Nucleotide sequencing of 5′ and 3′ termini of bovine viral diarrhea virus by RNA ligation and PCR

Abstract

Genomic RNA was extracted from cytopathic (CP) bovine viral diarrhea virus (BVDV) strain NADL, CP strain 72, and noncytopathic (NCP) strain SD-1 purified by ultracentrifugation. Assuming the presence of a cap structure, de-blocking of the 5′ capped end of the genomic RNA was done by treatment with tobacco acid pyrophosphatase (TAP). Following decapping, the RNA molecules were ligated using T4 RNA ligase and the ligated tandem RNA templates were then amplified by primer-directed amplification (PCR). cDNA synthesis was done using reverse transcriptase with random primers and cDNA amplification was done using a negative sense primer 231–248 and a positive sense primer 12434–12451. The nucleotide sequence of the amplified product was determined by double-stranded sequencing using the Sanger di-deoxy chain termination method and an additional ‘CCCCC’ nucleotide sequence was identified at the ligation site.
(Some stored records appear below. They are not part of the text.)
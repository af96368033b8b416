//! Supplier research seam.
//!
//! Research (web lookup, canonicalization, enrichment) is a collaborator
//! the engine calls through a trait; the engine itself only guarantees the
//! call happens at most once per supplier per run (see `engine::cache`).

use crate::engine::ClassifyError;
use crate::models::SupplierProfile;

pub trait SupplierResearcher: Send + Sync {
    fn research(&self, supplier_name: &str) -> Result<SupplierProfile, ClassifyError>;
}

/// Default collaborator: no research, name-only profile.
pub struct NoResearch;

impl SupplierResearcher for NoResearch {
    fn research(&self, supplier_name: &str) -> Result<SupplierProfile, ClassifyError> {
        Ok(SupplierProfile::unresearched(supplier_name))
    }
}

#[cfg(test)]
pub mod testing {
    use super::*;
    use std::sync::atomic::{AtomicUsize, Ordering};

    /// Counts research calls; used to assert the single-flight guarantee.
    pub struct CountingResearcher {
        pub calls: AtomicUsize,
        pub fail: bool,
    }

    impl CountingResearcher {
        pub fn new() -> Self {
            Self {
                calls: AtomicUsize::new(0),
                fail: false,
            }
        }

        pub fn failing() -> Self {
            Self {
                calls: AtomicUsize::new(0),
                fail: true,
            }
        }
    }

    impl SupplierResearcher for CountingResearcher {
        fn research(&self, supplier_name: &str) -> Result<SupplierProfile, ClassifyError> {
            self.calls.fetch_add(1, Ordering::SeqCst);
            if self.fail {
                return Err(ClassifyError::Research {
                    supplier: supplier_name.to_string(),
                    reason: "simulated outage".to_string(),
                });
            }
            Ok(SupplierProfile {
                supplier_name: supplier_name.to_string(),
                description: format!("{supplier_name} researched profile"),
                industry: "Technology".to_string(),
                products_services: "Cloud services".to_string(),
                website: String::new(),
                source: "research".to_string(),
            })
        }
    }
}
Following dATP tailing of cDNA and amplification across the 5′ terminus and nucleotide sequencing, no additional nucleotides were identified on the 5′ terminus. The 5′ terminus as published by Collett et al., 1988b was confirmed as previously reported. Therefore, the 3′ terminus includes an additional ‘CCCCC’ nucleotide sequence to that previously reported. Identical results were obtained when the BVDV genomic RNA was not decapped prior to RNA ligation and amplification.